(Data excerpts Opens)

use std::time::Duration;

use serde::Deserialize;

pub const DEFAULT_WORKERS: usize = 5;
pub const DEFAULT_INCREMENTS: usize = 10_000;

const CONFIG_NAME: &str = "shared_counter";

#[derive(Debug, Clone, Copy, PartialEq, Eq, Deserialize)]
pub struct DriverConfig {
    pub workers: usize,
    pub increments: usize,
    #[serde(default)]
    pub join_timeout_ms: Option<u64>,
}

impl Default for DriverConfig {
    fn default() -> Self {
        Self::new(DEFAULT_WORKERS, DEFAULT_INCREMENTS)
    }
}

impl DriverConfig {
    pub fn new(workers: usize, increments: usize) -> Self {
        Self {
            workers,
            increments,
            join_timeout_ms: None,
        }
    }

    pub fn with_join_timeout(mut self, timeout: Duration) -> Self {
        self.join_timeout_ms = Some(timeout.as_millis().try_into().unwrap_or(u64::MAX));
        self
    }

    pub fn join_timeout(&self) -> Option<Duration> {
        self.join_timeout_ms.map(Duration::from_millis)
    }

    pub fn expected_total(&self) -> u64 {
        (self.workers as u64) * (self.increments as u64)
    }

    pub fn validate(&self) -> Result<(), ConfigError> {
        if self.workers == 0 {
            return Err(ConfigError::ZeroWorkers);
        }
        if self.increments == 0 {
            return Err(ConfigError::ZeroIncrements);
        }
        Ok(())
    }

    /// Reads `shared_counter.{toml,json,...}` from the working directory if
    /// there is one, falling back to the defaults for anything it leaves out.
    pub fn load() -> Result<Self, ConfigError> {
        Self::load_from(CONFIG_NAME)
    }

    pub fn load_from(name: &str) -> Result<Self, ConfigError> {
        Self::from_source(config::File::with_name(name).required(false))
    }

    fn from_source<S>(source: S) -> Result<Self, ConfigError>
    where
        S: config::Source + Send + Sync + 'static,
    {
        let config = config::Config::builder()
            .set_default("workers", DEFAULT_WORKERS as i64)?
            .set_default("increments", DEFAULT_INCREMENTS as i64)?
            .add_source(source)
            .build()?;

        let config: DriverConfig = config.try_deserialize()?;
        config.validate()?;
        Ok(config)
    }
}

#[derive(Debug, thiserror::Error)]
pub enum ConfigError {
    #[error("failed to load config: {0}")]
    Load(#[from] config::ConfigError),
    #[error("worker count must be at least 1")]
    ZeroWorkers,
    #[error("increments per worker must be at least 1")]
    ZeroIncrements,
}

(Data excerpts Closes)

• How to complete this task
In the entries above, find the line with "config.validate()?;", then retype it and every line after it exactly.

• Task result
        config.validate()?;
        Ok(config)
    }
}

#[derive(Debug, thiserror::Error)]
pub enum ConfigError {
    #[error("failed to load config: {0}")]
    Load(#[from] config::ConfigError),
    #[error("worker count must be at least 1")]
    ZeroWorkers,
    #[error("increments per worker must be at least 1")]
    ZeroIncrements,
}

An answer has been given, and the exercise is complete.